# LC Circuits Qmax

1. Jul 27, 2010

Hey everyone,

So I'm working with this simple LC circuit where the capacitor has been charged to some Qmax. I want to derive the relationship for Q(t) (aside from using the book). But I'm stuck.

The book's derivation uses kirchoff's law of voltages around a loop. But it seems to me like you can't use that law in this case because the closed loop integral of E dot dl is not zero around the loop. Rather, it now equals the change in magnetic flux in time.

Is this a true statement?

If so, then I now have the closed loop integral of E dot dl = - d/dt(magnetic flux).

And now I want to evaluate the integral on the left side.
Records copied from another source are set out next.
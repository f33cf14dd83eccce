//! Head reconciliation.
//!
//! Heads are reconciled rather than replaced so that stylesheets and scripts
//! shared by both pages stay loaded. Prefetch markers are never touched.

use crate::Element;
use crate::Node;

/// Outcome of pairing the live head against the incoming one.
///
/// `stale` indexes into the old candidate list, `fresh` into the new one.
#[derive(Debug, Clone, Default, PartialEq, Eq)]
pub struct HeadPartition {
    pub stale: Vec<usize>,
    pub fresh: Vec<usize>,
}

/// Walks both lists in lockstep. Equal pairs are kept; a node that shows up
/// later on the other side cancels its earlier stale/fresh entry, so
/// reordered but identical nodes are neither removed nor duplicated.
pub fn partition_head(old: &[&Element], next: &[&Element]) -> HeadPartition {
    let mut partition = HeadPartition::default();
    let mut old_mark = 0_usize;
    let mut next_mark = 0_usize;

    while old_mark < old.len() || next_mark < next.len() {
        let old_node = old.get(old_mark).copied();
        let next_node = next.get(next_mark).copied();

        if let (Some(left), Some(right)) = (old_node, next_node)
            && left == right
        {
            old_mark += 1;
            next_mark += 1;
            continue;
        }

        if let Some(left) = old_node
            && let Some(position) = partition
                .fresh
                .iter()
                .position(|&index| next[index] == left)
        {
            partition.fresh.remove(position);
            old_mark += 1;
            continue;
        }

        if let Some(right) = next_node
            && let Some(position) = partition
                .stale
                .iter()
                .position(|&index| old[index] == right)
        {
            partition.stale.remove(position);
            next_mark += 1;
            continue;
        }

        if old_node.is_some() {
            partition.stale.push(old_mark);
        }
        if next_node.is_some() {
            partition.fresh.push(next_mark);
        }
        old_mark += 1;
        next_mark += 1;
    }

    partition
}

/// Applies the partition to `live`: stale elements are removed in place and
/// fresh ones are appended in their incoming order. Returns
/// `(removed, appended)`.
pub fn merge_head(live: &mut Element, next: &Element) -> (usize, usize) {
    let live_slots: Vec<usize> = live
        .children
        .iter()
        .enumerate()
        .filter_map(|(slot, node)| match node {
            Node::Element(element) if takes_part(element) => Some(slot),
            _ => None,
        })
        .collect();
    let old: Vec<&Element> = live_slots
        .iter()
        .filter_map(|&slot| live.children[slot].as_element())
        .collect();
    let incoming: Vec<&Element> = next.child_elements().filter(|e| takes_part(e)).collect();

    let partition = partition_head(&old, &incoming);
    let appended: Vec<Element> = partition
        .fresh
        .iter()
        .map(|&index| incoming[index].clone())
        .collect();

    let mut doomed: Vec<usize> = partition
        .stale
        .iter()
        .map(|&index| live_slots[index])
        .collect();
    doomed.sort_unstable();
    for slot in doomed.iter().rev() {
        live.children.remove(*slot);
    }

    let counts = (doomed.len(), appended.len());
    live.children
        .extend(appended.into_iter().map(Node::Element));
    counts
}

fn takes_part(element: &Element) -> bool {
    !(element.is("link") && element.has_rel("prefetch"))
}
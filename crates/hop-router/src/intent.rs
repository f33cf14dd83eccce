//! Upstream decoders turning raw host notifications into navigation intents.

use hop_dom::Element;
use hop_net::PageUrl;

#[derive(Debug, Clone, Copy, PartialEq, Eq, Hash)]
pub enum NavigationKind {
    Link,
    Pop,
    Programmatic,
}

impl NavigationKind {
    /// Maps the names external decoders use. Unknown names yield `None`.
    pub fn from_name(name: &str) -> Option<Self> {
        match name.trim().to_ascii_lowercase().as_str() {
            "link" => Some(Self::Link),
            "pop" | "popstate" => Some(Self::Pop),
            "programmatic" | "go" => Some(Self::Programmatic),
            _ => None,
        }
    }

    pub fn as_str(self) -> &'static str {
        match self {
            Self::Link => "link",
            Self::Pop => "pop",
            Self::Programmatic => "programmatic",
        }
    }
}

impl std::fmt::Display for NavigationKind {
    fn fmt(&self, f: &mut std::fmt::Formatter<'_>) -> std::fmt::Result {
        f.write_str(self.as_str())
    }
}

/// One requested navigation, consumed by a single reconstruction cycle.
#[derive(Debug, Clone, PartialEq, Eq)]
pub struct NavigationIntent {
    pub kind: NavigationKind,
    pub next: PageUrl,
    pub prev: PageUrl,
}

impl NavigationIntent {
    pub fn new(kind: NavigationKind, next: PageUrl, prev: PageUrl) -> Self {
        Self { kind, next, prev }
    }

    /// Targets the document already shown (fragments aside).
    pub fn is_same_document(&self) -> bool {
        self.next.same_document(&self.prev)
    }
}

/// Intent as reported by an external decoder: kind and URLs still raw.
#[derive(Debug, Clone, PartialEq, Eq)]
pub struct IntentRecord {
    pub kind: String,
    pub next: String,
    pub prev: String,
}

/// Primary-button activation of an element, with modifier state.
#[derive(Debug, Clone, PartialEq, Eq)]
pub struct ClickEvent {
    pub target: Element,
    /// 0 is the primary button.
    pub button: u16,
    pub ctrl_key: bool,
    pub meta_key: bool,
    pub shift_key: bool,
    pub alt_key: bool,
    pub default_prevented: bool,
}

impl ClickEvent {
    /// Plain primary click on `target`.
    pub fn on(target: Element) -> Self {
        Self {
            target,
            button: 0,
            ctrl_key: false,
            meta_key: false,
            shift_key: false,
            alt_key: false,
            default_prevented: false,
        }
    }

    fn has_modifier(&self) -> bool {
        self.ctrl_key || self.meta_key || self.shift_key || self.alt_key
    }
}

/// Decides whether a click is an in-origin link activation the navigator
/// should take over. `None` leaves the click to the host's default handling.
pub fn decode_click(event: &ClickEvent, location: &PageUrl) -> Option<NavigationIntent> {
    if event.default_prevented || event.button != 0 || event.has_modifier() {
        return None;
    }

    let anchor = &event.target;
    if !(anchor.is("a") || anchor.is("area")) || anchor.has_attr("download") {
        return None;
    }

    // Any explicit browsing context other than `_self` opens elsewhere.
    if anchor
        .attr("target")
        .is_some_and(|target| !target.trim().eq_ignore_ascii_case("_self"))
    {
        return None;
    }

    let next = location.join(anchor.attr("href")?).ok()?;
    if !next.same_origin(location) {
        return None;
    }
    if next.has_fragment() && next.same_document(location) {
        return None;
    }

    Some(NavigationIntent::new(
        NavigationKind::Link,
        next,
        location.clone(),
    ))
}

/// Pop notifications carry no payload: the host has already moved to the
/// entry being restored, while `shown` is the document still on screen.
pub fn decode_pop(location: &PageUrl, shown: &PageUrl) -> NavigationIntent {
    NavigationIntent::new(NavigationKind::Pop, location.clone(), shown.clone())
}
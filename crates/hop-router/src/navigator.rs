//! The reconstruction pipeline: eligibility, fetch, parse, merge, settle.

use crate::capability::Capabilities;
use crate::capability::HostWindow;
use crate::event::EventBus;
use crate::event::NavigationEvent;
use crate::intent::ClickEvent;
use crate::intent::IntentRecord;
use crate::intent::NavigationIntent;
use crate::intent::NavigationKind;
use crate::intent::decode_click;
use crate::intent::decode_pop;
use crate::options::NavigatorOptions;
use crate::prefetch;
use crate::prefetch::PrefetchCache;
use hop_core::HopError;
use hop_core::HopResult;
use hop_dom::Document;
use hop_dom::merge_head;
use hop_html::MarkupParser;
use hop_js::ScriptRunner;
use hop_js::ScriptSource;
use hop_net::FetchedPage;
use hop_net::PageFetcher;
use hop_net::PageUrl;
use hop_net::Prefetcher;
use std::cell::Cell;
use std::cell::RefCell;
use std::rc::Rc;
use std::time::Instant;
use tokio::sync::mpsc;

/// How one reconstruction cycle ended.
#[derive(Debug, Clone, PartialEq, Eq)]
pub enum NavigationOutcome {
    /// The destination document is live.
    Settled,
    /// Ineligible: unknown kind, unusable target, or the current document.
    Skipped,
    /// The navigator was disabled when the intent arrived.
    Disabled,
    /// A newer cycle started while this one was fetching (single-flight only).
    Superseded,
    Failed(HopError),
}

/// Services the navigator calls out to.
#[derive(Clone)]
pub struct Collaborators {
    pub window: Rc<dyn HostWindow>,
    pub fetcher: Rc<dyn PageFetcher>,
    pub prefetcher: Rc<dyn Prefetcher>,
    pub scripts: Rc<dyn ScriptRunner>,
}

/// Destination page after fetching, before any live mutation.
struct FetchedDocument {
    url: PageUrl,
    document: Document,
    scripts: Vec<ScriptSource>,
}

enum Reconstruction {
    Settled,
    Superseded,
}

/// Intercepts navigations and rebuilds the live document in place.
///
/// The navigator is single-threaded (`!Send`): all state sits in `Cell` or
/// `RefCell` and cycles are futures polled on the owning thread. No borrow
/// of that state is held across an `.await`.
pub struct Navigator {
    options: NavigatorOptions,
    capabilities: Capabilities,
    window: Rc<dyn HostWindow>,
    fetcher: Rc<dyn PageFetcher>,
    prefetcher: Rc<dyn Prefetcher>,
    scripts: Rc<dyn ScriptRunner>,
    parser: MarkupParser,
    document: RefCell<Document>,
    /// URL of the document currently merged in; trails the address bar
    /// while a cycle is in flight.
    shown: RefCell<PageUrl>,
    enabled: Cell<bool>,
    prefetched: RefCell<PrefetchCache>,
    events: EventBus,
    latest_cycle: Cell<u64>,
}

impl std::fmt::Debug for Navigator {
    fn fmt(&self, f: &mut std::fmt::Formatter<'_>) -> std::fmt::Result {
        f.debug_struct("Navigator")
            .field("options", &self.options)
            .field("capabilities", &self.capabilities)
            .field("shown", &self.shown.borrow().as_str())
            .field("enabled", &self.enabled.get())
            .field("events", &self.events)
            .finish_non_exhaustive()
    }
}

impl Navigator {
    /// Builds a navigator over the live `document` currently shown in
    /// `collaborators.window`. Never fails: without history support the
    /// navigator starts disabled.
    pub fn initialize(
        options: NavigatorOptions,
        capabilities: Capabilities,
        collaborators: Collaborators,
        document: Document,
    ) -> Self {
        let shown = collaborators.window.location();
        let navigator = Self {
            options,
            capabilities,
            window: collaborators.window,
            fetcher: collaborators.fetcher,
            prefetcher: collaborators.prefetcher,
            scripts: collaborators.scripts,
            parser: MarkupParser,
            document: RefCell::new(document),
            shown: RefCell::new(shown),
            enabled: Cell::new(capabilities.supports_history),
            prefetched: RefCell::new(PrefetchCache::default()),
            events: EventBus::default(),
            latest_cycle: Cell::new(0),
        };

        if !capabilities.supports_history {
            tracing::warn!(
                code = "router.history_unsupported",
                "history API unavailable; navigation interception disabled"
            );
            return navigator;
        }

        let issued = navigator.refresh_prefetch();
        tracing::debug!(issued, "navigator initialized");
        navigator
    }

    pub fn options(&self) -> NavigatorOptions {
        self.options
    }

    pub fn is_enabled(&self) -> bool {
        self.enabled.get()
    }

    /// Toggles interception. Cycles already past eligibility keep running.
    pub fn set_enabled(&self, enabled: bool) {
        self.enabled.set(enabled);
        tracing::info!(enabled, "navigator toggled");
    }

    pub fn location(&self) -> PageUrl {
        self.window.location()
    }

    pub fn title(&self) -> Option<String> {
        self.document.borrow().title()
    }

    pub fn with_document<R>(&self, read: impl FnOnce(&Document) -> R) -> R {
        read(&self.document.borrow())
    }

    /// URLs handed to the prefetcher so far, in issue order.
    pub fn prefetched_urls(&self) -> Vec<PageUrl> {
        self.prefetched.borrow().urls().to_vec()
    }

    pub fn on_event(&self, listener: impl Fn(&NavigationEvent) + 'static) {
        self.events.on_event(listener);
    }

    pub fn subscribe(&self) -> mpsc::UnboundedReceiver<NavigationEvent> {
        self.events.subscribe()
    }

    /// Navigates to `path`, resolved against the current location.
    pub async fn navigate_to(&self, path: &str) -> NavigationOutcome {
        if !self.enabled.get() {
            tracing::info!(path, "navigator disabled; programmatic navigation ignored");
            return NavigationOutcome::Disabled;
        }

        let prev = self.window.location();
        match prev.join(path) {
            Ok(next) => {
                self.run_cycle(NavigationIntent::new(NavigationKind::Programmatic, next, prev))
                    .await
            }
            Err(error) => {
                tracing::error!(path, %error, "cannot resolve navigation target");
                NavigationOutcome::Failed(error)
            }
        }
    }

    /// Moves the host history back; the host reports the pop afterwards.
    pub fn go_back(&self) -> bool {
        self.window.back()
    }

    pub fn go_forward(&self) -> bool {
        self.window.forward()
    }

    /// Returns `None` when the click is left to the host.
    pub async fn handle_click(&self, event: &ClickEvent) -> Option<NavigationOutcome> {
        let intent = decode_click(event, &self.window.location())?;
        Some(self.run_cycle(intent).await)
    }

    /// The host's history cursor moved (back/forward).
    pub async fn handle_pop_state(&self) -> NavigationOutcome {
        let shown = self.shown.borrow().clone();
        self.run_cycle(decode_pop(&self.window.location(), &shown)).await
    }

    /// Entry point for external intent decoders.
    pub async fn handle_intent_record(&self, record: &IntentRecord) -> NavigationOutcome {
        if !self.enabled.get() {
            tracing::info!(
                kind = %record.kind,
                next = %record.next,
                "navigator disabled; intent ignored"
            );
            return NavigationOutcome::Disabled;
        }

        let Some(kind) = NavigationKind::from_name(&record.kind) else {
            tracing::debug!(kind = %record.kind, "unknown navigation kind; skipped");
            return NavigationOutcome::Skipped;
        };

        let location = self.window.location();
        let resolved = location
            .join(&record.next)
            .and_then(|next| Ok((next, location.join(&record.prev)?)));
        match resolved {
            Ok((next, prev)) => self.run_cycle(NavigationIntent::new(kind, next, prev)).await,
            Err(error) => {
                tracing::warn!(%error, "unusable intent record; skipped");
                NavigationOutcome::Skipped
            }
        }
    }

    /// Runs one reconstruction cycle.
    ///
    /// Cycles are not serialized: two overlapping cycles both fetch and both
    /// merge, so the last merge wins and the address bar may show a newer
    /// URL than the document does. `single_flight` opts into discarding the
    /// older cycle after its fetch.
    pub async fn run_cycle(&self, intent: NavigationIntent) -> NavigationOutcome {
        if !self.enabled.get() {
            tracing::info!(
                kind = %intent.kind,
                next = %intent.next,
                "navigator disabled; intent ignored"
            );
            return NavigationOutcome::Disabled;
        }

        if intent.is_same_document() {
            tracing::debug!(
                kind = %intent.kind,
                next = %intent.next,
                "target is the current document; skipped"
            );
            return NavigationOutcome::Skipped;
        }

        let token = self.latest_cycle.get() + 1;
        self.latest_cycle.set(token);
        let started = Instant::now();

        self.events.emit(NavigationEvent::FetchStart {
            url: intent.next.clone(),
        });

        match self.reconstruct(&intent, token).await {
            Ok(Reconstruction::Settled) => {
                if self.options.verbose_logging {
                    tracing::debug!(
                        next = %intent.next,
                        elapsed_ms = started.elapsed().as_millis(),
                        "cycle settled"
                    );
                }
                tracing::info!(kind = %intent.kind, url = %intent.next, "navigation settled");
                NavigationOutcome::Settled
            }
            Ok(Reconstruction::Superseded) => {
                tracing::info!(
                    url = %intent.next,
                    token,
                    "newer navigation started; merge dropped"
                );
                NavigationOutcome::Superseded
            }
            Err(error) => {
                if self.options.verbose_logging {
                    tracing::debug!(
                        next = %intent.next,
                        elapsed_ms = started.elapsed().as_millis(),
                        "cycle failed"
                    );
                }
                tracing::error!(
                    kind = %intent.kind,
                    url = %intent.next,
                    %error,
                    "navigation failed"
                );
                self.events.emit(NavigationEvent::NavigationError {
                    url: intent.next.clone(),
                    error: error.clone(),
                });
                NavigationOutcome::Failed(error)
            }
        }
    }

    async fn reconstruct(
        &self,
        intent: &NavigationIntent,
        token: u64,
    ) -> HopResult<Reconstruction> {
        // Optimistic: the address bar moves before the fetch resolves. Pops
        // already moved the host cursor.
        if intent.kind != NavigationKind::Pop {
            self.window.push_history(&intent.next)?;
        }

        let fetched = self.fetch_document(&intent.next).await?;

        if self.options.single_flight && token != self.latest_cycle.get() {
            return Ok(Reconstruction::Superseded);
        }

        self.merge(intent, fetched)?;

        match intent.kind {
            NavigationKind::Pop => self.window.restore_scroll(),
            NavigationKind::Link | NavigationKind::Programmatic => self.window.scroll_to_top(),
        }
        *self.shown.borrow_mut() = intent.next.clone();
        self.events.emit(NavigationEvent::NavigationEnd {
            url: intent.next.clone(),
        });
        self.refresh_prefetch();

        Ok(Reconstruction::Settled)
    }

    /// Fetches and parses the destination plus the external scripts it will
    /// run, so that merging never waits on the network.
    async fn fetch_document(&self, url: &PageUrl) -> HopResult<FetchedDocument> {
        let page = expect_success(self.fetcher.fetch(url).await?)?;
        let document = self.parser.parse(&page.body);

        let mut scripts = Vec::new();
        for (index, element) in document.rerunnable_scripts().into_iter().enumerate() {
            let script = match element.attr("src") {
                Some(src) => {
                    let src = page.url.join(src)?;
                    let fetched = expect_success(self.fetcher.fetch(&src).await?)?;
                    ScriptSource {
                        origin: src.as_str().to_owned(),
                        source: fetched.body,
                    }
                }
                None => ScriptSource {
                    origin: format!("inline:{}", index + 1),
                    source: element.text_content(),
                },
            };
            scripts.push(script);
        }

        Ok(FetchedDocument {
            url: page.url,
            document,
            scripts,
        })
    }

    fn merge(&self, intent: &NavigationIntent, fetched: FetchedDocument) -> HopResult<()> {
        let FetchedDocument {
            url,
            document: incoming,
            scripts,
        } = fetched;

        let (removed, appended) =
            merge_head(&mut self.document.borrow_mut().head, &incoming.head);
        tracing::debug!(url = %url, removed, appended, "head reconciled");

        let mut body = Some(incoming.body);
        let location = intent.next.as_str();
        let mut swap = || -> HopResult<()> {
            let mut live = self.document.borrow_mut();
            if let Some(body) = body.take() {
                live.replace_body(body);
            }
            for script in &scripts {
                self.scripts.run(script, &mut live, location)?;
            }
            Ok(())
        };

        if self.capabilities.supports_transitions && self.options.use_native_transitions {
            self.window.run_transition(&mut swap)
        } else {
            swap()
        }
    }

    /// Queues every eligible link of the live document for prefetching.
    /// Returns how many were newly issued.
    pub fn refresh_prefetch(&self) -> usize {
        if !self.options.prefetch {
            return 0;
        }

        // The merged document's own URL; under the race the address bar may
        // already show a newer one.
        let location = self.shown.borrow().clone();
        let candidates = {
            let document = self.document.borrow();
            let cache = self.prefetched.borrow();
            prefetch::discover(&document, &location, &cache)
        };

        for url in &candidates {
            self.document
                .borrow_mut()
                .append_to_head(prefetch::marker(url));
            self.prefetcher.prefetch(url);
            self.prefetched.borrow_mut().insert(url.clone());
            tracing::debug!(url = %url, "prefetch issued");
        }

        candidates.len()
    }
}

fn expect_success(page: FetchedPage) -> HopResult<FetchedPage> {
    if page.is_success() {
        return Ok(page);
    }

    Err(HopError::new(
        "net.http.status",
        format!(
            "`{}` answered with status {}",
            page.url,
            page.status.as_u16()
        ),
    ))
}
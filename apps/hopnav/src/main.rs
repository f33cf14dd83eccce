mod args;
mod config;

use args::CliArgs;
use args::Step;
use config::HopnavConfig;
use hop_html::MarkupParser;
use hop_js::JsRuntime;
use hop_net::HttpPageFetcher;
use hop_net::PageFetcher;
use hop_router::Capabilities;
use hop_router::Collaborators;
use hop_router::HeadlessWindow;
use hop_router::HostWindow;
use hop_router::NavigationOutcome;
use hop_router::Navigator;
use std::process::ExitCode;
use std::rc::Rc;
use std::time::Duration;
use tokio::runtime::Runtime;
use tracing_subscriber::EnvFilter;
use tracing_subscriber::fmt;
use tracing_subscriber::prelude::*;

/// How long exit waits for prefetches still in flight.
const PREFETCH_GRACE: Duration = Duration::from_millis(500);

fn main() -> ExitCode {
    let args = match args::parse_args(std::env::args().skip(1)) {
        Ok(args) => args,
        Err(error) => {
            eprintln!("{error}");
            return ExitCode::from(2);
        }
    };

    init_tracing(args.verbose);

    let runtime = match build_runtime() {
        Ok(runtime) => runtime,
        Err(error) => {
            eprintln!("hopnav: failed to start async runtime: {error}");
            return ExitCode::FAILURE;
        }
    };
    let outcome = runtime.block_on(run(args));
    finish(runtime);

    match outcome {
        Ok(true) => ExitCode::SUCCESS,
        Ok(false) => ExitCode::FAILURE,
        Err(error) => {
            eprintln!("hopnav: {error}");
            ExitCode::FAILURE
        }
    }
}

/// The navigator is `!Send`, so everything runs on one thread.
fn build_runtime() -> std::io::Result<Runtime> {
    tokio::runtime::Builder::new_current_thread()
        .enable_all()
        .build()
}

/// Prefetches are detached blocking tasks; abandon them after a short grace
/// period instead of waiting out their connect timeouts.
fn finish(runtime: Runtime) {
    runtime.shutdown_timeout(PREFETCH_GRACE);
}

/// `RUST_LOG` wins; otherwise `info`, or `debug` with `--verbose`.
fn init_tracing(verbose: bool) {
    let fallback = if verbose { "debug" } else { "info" };
    let filter = EnvFilter::try_from_default_env().unwrap_or_else(|_| EnvFilter::new(fallback));
    tracing_subscriber::registry()
        .with(fmt::layer().with_writer(std::io::stderr))
        .with(filter)
        .init();
}

fn load_config(args: &CliArgs) -> Result<HopnavConfig, String> {
    let config = match &args.config {
        Some(path) => HopnavConfig::load(path)?,
        None => HopnavConfig::default(),
    };
    Ok(config.apply_flags(args))
}

/// Returns `Ok(false)` when any scripted step failed.
async fn run(args: CliArgs) -> Result<bool, String> {
    let config = load_config(&args)?;
    let fetcher =
        HttpPageFetcher::new(config.http_client()?).map_err(|error| error.to_string())?;

    let start = fetcher
        .fetch(&args.start)
        .await
        .map_err(|error| error.to_string())?;
    if !start.is_success() {
        return Err(format!(
            "{} answered HTTP {}",
            start.url,
            start.status.as_u16()
        ));
    }
    tracing::info!(url = %start.url, status = start.status.as_u16(), "start page loaded");

    let document = MarkupParser.parse(&start.body);
    let window = Rc::new(HeadlessWindow::new(start.url.clone()));
    let collaborators = Collaborators {
        window: Rc::clone(&window) as Rc<dyn HostWindow>,
        prefetcher: Rc::new(fetcher.prefetcher()),
        fetcher: Rc::new(fetcher),
        scripts: Rc::new(JsRuntime::default()),
    };
    let navigator = Navigator::initialize(
        config.navigator,
        Capabilities::default(),
        collaborators,
        document,
    );
    navigator.on_event(|event| println!("{:<16} {}", event.name(), event.url().as_str()));
    report(&navigator, "start");

    let mut all_settled = true;
    for step in &args.steps {
        let outcome = match step {
            Step::Visit(path) => navigator.navigate_to(path).await,
            Step::Back if navigator.go_back() => navigator.handle_pop_state().await,
            Step::Forward if navigator.go_forward() => navigator.handle_pop_state().await,
            Step::Back | Step::Forward => {
                tracing::warn!(step = ?step, "no history entry in that direction");
                NavigationOutcome::Skipped
            }
        };
        match &outcome {
            NavigationOutcome::Settled => report(&navigator, "settled"),
            NavigationOutcome::Failed(error) => {
                all_settled = false;
                println!("failed           {error}");
            }
            other => println!("{other:?}"),
        }
    }

    println!(
        "history          {}",
        window
            .history()
            .iter()
            .map(|url| url.path())
            .collect::<Vec<_>>()
            .join(" ")
    );
    Ok(all_settled)
}

fn report(navigator: &Navigator, label: &str) {
    let title = navigator.title().unwrap_or_default();
    println!(
        "{label:<16} {} \"{title}\" ({} prefetched)",
        navigator.location().as_str(),
        navigator.prefetched_urls().len()
    );
}
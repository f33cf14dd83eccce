//! Client-side navigation interception.
//!
//! A [`Navigator`] takes over in-origin link activations and history pops,
//! fetches the destination markup and rebuilds the live document in place:
//! the head is reconciled, the body replaced, and the new page's scripts run
//! once each. Same-origin links are prefetched after every navigation.

pub mod capability;
pub mod event;
pub mod intent;
pub mod navigator;
pub mod options;
mod prefetch;
pub mod window;

#[cfg(test)]
mod tests;

pub use capability::Capabilities;
pub use capability::HostWindow;
pub use event::NavigationEvent;
pub use intent::ClickEvent;
pub use intent::IntentRecord;
pub use intent::NavigationIntent;
pub use intent::NavigationKind;
pub use navigator::Collaborators;
pub use navigator::NavigationOutcome;
pub use navigator::Navigator;
pub use options::NavigatorOptions;
pub use window::HeadlessWindow;
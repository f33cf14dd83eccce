use crate::args::CliArgs;
use hop_net::HttpClientConfig;
use hop_net::TrustStoreMode;
use hop_router::NavigatorOptions;
use serde::Deserialize;
use std::path::Path;
use std::time::Duration;

/// `hopnav` TOML file. Every table and key is optional.
#[derive(Debug, Clone, Default, PartialEq, Eq, Deserialize)]
#[serde(default)]
pub(crate) struct HopnavConfig {
    pub navigator: NavigatorOptions,
    pub http: HttpSection,
}

#[derive(Debug, Clone, PartialEq, Eq, Deserialize)]
#[serde(default)]
pub(crate) struct HttpSection {
    pub connect_timeout_secs: u64,
    pub max_redirects: usize,
    pub trust_store: String,
    pub user_agent: Option<String>,
    pub max_body_bytes: usize,
}

impl Default for HttpSection {
    fn default() -> Self {
        let defaults = HttpClientConfig::default();
        Self {
            connect_timeout_secs: defaults.connect_timeout.as_secs(),
            max_redirects: defaults.max_redirects,
            trust_store: "webpki".to_owned(),
            user_agent: None,
            max_body_bytes: defaults.max_body_bytes,
        }
    }
}

impl HopnavConfig {
    pub(crate) fn load(path: &Path) -> Result<Self, String> {
        let content = std::fs::read_to_string(path)
            .map_err(|error| format!("failed to read config `{}`: {error}", path.display()))?;
        Self::parse(&content)
            .map_err(|error| format!("failed to parse config `{}`: {error}", path.display()))
    }

    fn parse(content: &str) -> Result<Self, toml::de::Error> {
        toml::from_str(content)
    }

    /// Command-line flags win over the file.
    pub(crate) fn apply_flags(mut self, args: &CliArgs) -> Self {
        let navigator = &mut self.navigator;
        navigator.verbose_logging |= args.verbose;
        navigator.prefetch &= !args.no_prefetch;
        navigator.use_native_transitions |= args.transitions;
        navigator.single_flight |= args.single_flight;
        if let Some(mode) = &args.trust_store {
            self.http.trust_store = mode.clone();
        }
        self
    }

    pub(crate) fn http_client(&self) -> Result<HttpClientConfig, String> {
        let trust_store = TrustStoreMode::from_name(&self.http.trust_store).ok_or_else(|| {
            format!(
                "unsupported trust store `{}` (expected: webpki|os)",
                self.http.trust_store
            )
        })?;

        let mut config = HttpClientConfig {
            connect_timeout: Duration::from_secs(self.http.connect_timeout_secs.max(1)),
            max_redirects: self.http.max_redirects,
            trust_store,
            max_body_bytes: self.http.max_body_bytes.max(1),
            ..HttpClientConfig::default()
        };
        if let Some(user_agent) = &self.http.user_agent {
            config.user_agent = user_agent.clone();
        }
        Ok(config)
    }
}
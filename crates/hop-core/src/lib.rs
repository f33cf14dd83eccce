//! Shared primitives used across Hopscotch crates.

use core::fmt;

/// Result alias used across the workspace.
pub type HopResult<T> = Result<T, HopError>;

/// Error carried through every layer of the navigation pipeline.
///
/// `code` is a stable dotted identifier (`net.http.status`,
/// `js.script_failed`, ...) that callers can match on; `message`
/// is free-form context for logs.
#[derive(Debug, Clone, PartialEq, Eq)]
pub struct HopError {
    pub code: &'static str,
    pub message: String,
}

impl HopError {
    pub fn new(code: &'static str, message: impl Into<String>) -> Self {
        Self {
            code,
            message: message.into(),
        }
    }

    /// Returns true when the code sits under the given dotted prefix.
    pub fn is_in(&self, prefix: &str) -> bool {
        self.code == prefix
            || self
                .code
                .strip_prefix(prefix)
                .is_some_and(|rest| rest.starts_with('.'))
    }
}

impl fmt::Display for HopError {
    fn fmt(&self, f: &mut fmt::Formatter<'_>) -> fmt::Result {
        write!(f, "{}: {}", self.code, self.message)
    }
}

impl std::error::Error for HopError {}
And the only place where there is an electric field is in the capacitor. But I don't know how to proceed from there to getting the standard second order diff eq. that allows us to solve for Q(t) as a S.H.O. solution.

If I have my circuit set up with the polarities as shown in the attached image, then it seems like I get - Q/C = - LdI/dt. And this will ultimately give me wrong diff eq. I get the -Q/C because the electric field is pointing in the opposite direction of the path I've chosen.

Sorry for the long post. If anyone understood this and can offer some help, that would be greatly appreciated. Thanks.

2. Jul 27, 2010

I didn't post the image!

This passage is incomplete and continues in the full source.